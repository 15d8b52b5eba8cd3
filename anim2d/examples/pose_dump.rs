use std::path::PathBuf;
use std::sync::Arc;

use anim2d::json::skeleton_from_json_str;
use anim2d::{ClipInstance, ClipSettings, SkeletonInstance};
use serde_json::json;

fn main() {
    let args = std::env::args().skip(1).collect::<Vec<_>>();
    let path = args
        .first()
        .map(PathBuf::from)
        .expect("usage: pose_dump <skeleton.json> [clip] [time]");
    let clip_name = args.get(1).cloned();
    let time: f32 = args
        .get(2)
        .and_then(|t| t.parse().ok())
        .unwrap_or(0.0);

    let text = std::fs::read_to_string(&path).expect("read skeleton json");
    let data = Arc::new(skeleton_from_json_str(&text).expect("parse skeleton"));

    let mut instance = SkeletonInstance::new(Arc::clone(&data), None);
    if let Some(clip_name) = &clip_name {
        let mut clip = ClipInstance::new(&mut instance, clip_name, ClipSettings::default())
            .expect("bind clip");
        clip.evaluate(&mut instance, time, 1.0, true);
        instance.apply_cache();
        instance.pose_skinning_palette();
        clip.retire(&mut instance);
    }

    let bones: Vec<_> = instance
        .skinning_palette()
        .iter()
        .enumerate()
        .map(|(i, m)| {
            json!({
                "i": i,
                "name": data.bones[i].name,
                "world": {
                    "m00": m.m00, "m01": m.m01, "tx": m.tx,
                    "m10": m.m10, "m11": m.m11, "ty": m.ty,
                },
            })
        })
        .collect();

    let slots: Vec<_> = instance
        .slots()
        .iter()
        .enumerate()
        .map(|(i, slot)| {
            json!({
                "i": i,
                "name": data.slots[i].name,
                "attachment": slot.attachment,
                "color": slot.color,
                "darkColor": slot.dark_color,
            })
        })
        .collect();

    let out = json!({
        "clip": clip_name,
        "time": time,
        "bones": bones,
        "slots": slots,
        "drawOrder": instance.draw_order(),
    });
    println!("{}", serde_json::to_string(&out).expect("json"));
}
use crate::runtime::cache::{Cache, IkEntry, TwoColorEntry};

#[test]
fn accumulators_insert_then_add() {
    let mut cache = Cache::default();
    assert!(!cache.is_dirty());

    cache.accum_rotation(2, 10.0);
    cache.accum_rotation(2, 5.0);
    assert_eq!(cache.rotation[&2], 15.0);

    cache.accum_position(0, [1.0, 2.0]);
    cache.accum_position(0, [3.0, -2.0]);
    assert_eq!(cache.position[&0], [4.0, 0.0]);

    cache.accum_scale(1, [0.5, 0.5], 0.5);
    cache.accum_scale(1, [0.5, 0.5], 0.5);
    assert_eq!(cache.scale[&1], [1.0, 1.0, 1.0]);

    assert!(cache.is_dirty());
}

#[test]
fn ik_entries_sum_field_wise() {
    let mut cache = Cache::default();
    cache.accum_ik(
        0,
        IkEntry {
            mix: 0.25,
            softness: 1.0,
            bend_positive: 0.5,
            compress: 0.0,
            stretch: 0.1,
        },
    );
    cache.accum_ik(
        0,
        IkEntry {
            mix: 0.25,
            softness: -1.0,
            bend_positive: 0.5,
            compress: 0.0,
            stretch: 0.2,
        },
    );
    let e = cache.ik[&0];
    assert_eq!(e.mix, 0.5);
    assert_eq!(e.softness, 0.0);
    assert_eq!(e.bend_positive, 1.0);
    assert!((e.stretch - 0.3).abs() < 1.0e-6);
}

#[test]
fn two_color_entries_sum_field_wise() {
    let mut cache = Cache::default();
    cache.accum_slot_two_color(
        3,
        TwoColorEntry {
            light: [10.0, 0.0, 0.0, 0.0],
            dark: [0.0, 5.0, 0.0],
        },
    );
    cache.accum_slot_two_color(
        3,
        TwoColorEntry {
            light: [-4.0, 1.0, 0.0, 0.0],
            dark: [0.0, 5.0, 1.0],
        },
    );
    let e = cache.two_color[&3];
    assert_eq!(e.light, [6.0, 1.0, 0.0, 0.0]);
    assert_eq!(e.dark, [0.0, 10.0, 1.0]);
}

#[test]
fn clear_resets_every_channel() {
    let mut cache = Cache::default();
    cache.accum_rotation(0, 1.0);
    cache.accum_slot_color(0, [1.0, 1.0, 1.0, 1.0]);
    cache.accum_path_position(0, 0.5);
    cache.accum_slot_attachment(0, Some("a".to_string()), 1.0);
    cache.draw_order.push(0);
    assert!(cache.is_dirty());

    cache.clear();
    assert!(!cache.is_dirty());
    assert!(cache.rotation.is_empty());
    assert!(cache.attachments.is_empty());
    assert!(cache.draw_order.is_empty());
}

▶ **TO DO**
Every record above must be printed again exactly as it stands.

▶ **PROBLEM SOLUTION**
repository 15d8b52b5eba8cd3
filename anim2d/examples/pose_dump.rs
use std::path::PathBuf;
use std::sync::Arc;

use anim2d::json::skeleton_from_json_str;
use anim2d::{ClipInstance, ClipSettings, SkeletonInstance};
use serde_json::json;

fn main() {
    let args = std::env::args().skip(1).collect::<Vec<_>>();
    let path = args
        .first()
        .map(PathBuf::from)
        .expect("usage: pose_dump <skeleton.json> [clip] [time]");
    let clip_name = args.get(1).cloned();
    let time: f32 = args
        .get(2)
        .and_then(|t| t.parse().ok())
        .unwrap_or(0.0);

    let text = std::fs::read_to_string(&path).expect("read skeleton json");
    let data = Arc::new(skeleton_from_json_str(&text).expect("parse skeleton"));

    let mut instance = SkeletonInstance::new(Arc::clone(&data), None);
    if let Some(clip_name) = &clip_name {
        let mut clip = ClipInstance::new(&mut instance, clip_name, ClipSettings::default())
            .expect("bind clip");
        clip.evaluate(&mut instance, time, 1.0, true);
        instance.apply_cache();
        instance.pose_skinning_palette();
        clip.retire(&mut instance);
    }

    let bones: Vec<_> = instance
        .skinning_palette()
        .iter()
        .enumerate()
        .map(|(i, m)| {
            json!({
                "i": i,
                "name": data.bones[i].name,
                "world": {
                    "m00": m.m00, "m01": m.m01, "tx": m.tx,
                    "m10": m.m10, "m11": m.m11, "ty": m.ty,
                },
            })
        })
        .collect();

    let slots: Vec<_> = instance
        .slots()
        .iter()
        .enumerate()
        .map(|(i, slot)| {
            json!({
                "i": i,
                "name": data.slots[i].name,
                "attachment": slot.attachment,
                "color": slot.color,
                "darkColor": slot.dark_color,
            })
        })
        .collect();

    let out = json!({
        "clip": clip_name,
        "time": time,
        "bones": bones,
        "slots": slots,
        "drawOrder": instance.draw_order(),
    });
    println!("{}", serde_json::to_string(&out).expect("json"));
}
use crate::runtime::cache::{Cache, IkEntry, TwoColorEntry};

#[test]
fn accumulators_insert_then_add() {
    let mut cache = Cache::default();
    assert!(!cache.is_dirty());

    cache.accum_rotation(2, 10.0);
    cache.accum_rotation(2, 5.0);
    assert_eq!(cache.rotation[&2], 15.0);

    cache.accum_position(0, [1.0, 2.0]);
    cache.accum_position(0, [3.0, -2.0]);
    assert_eq!(cache.position[&0], [4.0, 0.0]);

    cache.accum_scale(1, [0.5, 0.5], 0.5);
    cache.accum_scale(1, [0.5, 0.5], 0.5);
    assert_eq!(cache.scale[&1], [1.0, 1.0, 1.0]);

    assert!(cache.is_dirty());
}

#[test]
fn ik_entries_sum_field_wise() {
    let mut cache = Cache::default();
    cache.accum_ik(
        0,
        IkEntry {
            mix: 0.25,
            softness: 1.0,
            bend_positive: 0.5,
            compress: 0.0,
            stretch: 0.1,
        },
    );
    cache.accum_ik(
        0,
        IkEntry {
            mix: 0.25,
            softness: -1.0,
            bend_positive: 0.5,
            compress: 0.0,
            stretch: 0.2,
        },
    );
    let e = cache.ik[&0];
    assert_eq!(e.mix, 0.5);
    assert_eq!(e.softness, 0.0);
    assert_eq!(e.bend_positive, 1.0);
    assert!((e.stretch - 0.3).abs() < 1.0e-6);
}

#[test]
fn two_color_entries_sum_field_wise() {
    let mut cache = Cache::default();
    cache.accum_slot_two_color(
        3,
        TwoColorEntry {
            light: [10.0, 0.0, 0.0, 0.0],
            dark: [0.0, 5.0, 0.0],
        },
    );
    cache.accum_slot_two_color(
        3,
        TwoColorEntry {
            light: [-4.0, 1.0, 0.0, 0.0],
            dark: [0.0, 5.0, 1.0],
        },
    );
    let e = cache.two_color[&3];
    assert_eq!(e.light, [6.0, 1.0, 0.0, 0.0]);
    assert_eq!(e.dark, [0.0, 10.0, 1.0]);
}

#[test]
fn clear_resets_every_channel() {
    let mut cache = Cache::default();
    cache.accum_rotation(0, 1.0);
    cache.accum_slot_color(0, [1.0, 1.0, 1.0, 1.0]);
    cache.accum_path_position(0, 0.5);
    cache.accum_slot_attachment(0, Some("a".to_string()), 1.0);
    cache.draw_order.push(0);
    assert!(cache.is_dirty());

    cache.clear();
    assert!(!cache.is_dirty());
    assert!(cache.rotation.is_empty());
    assert!(cache.attachments.is_empty());
    assert!(cache.draw_order.is_empty());
}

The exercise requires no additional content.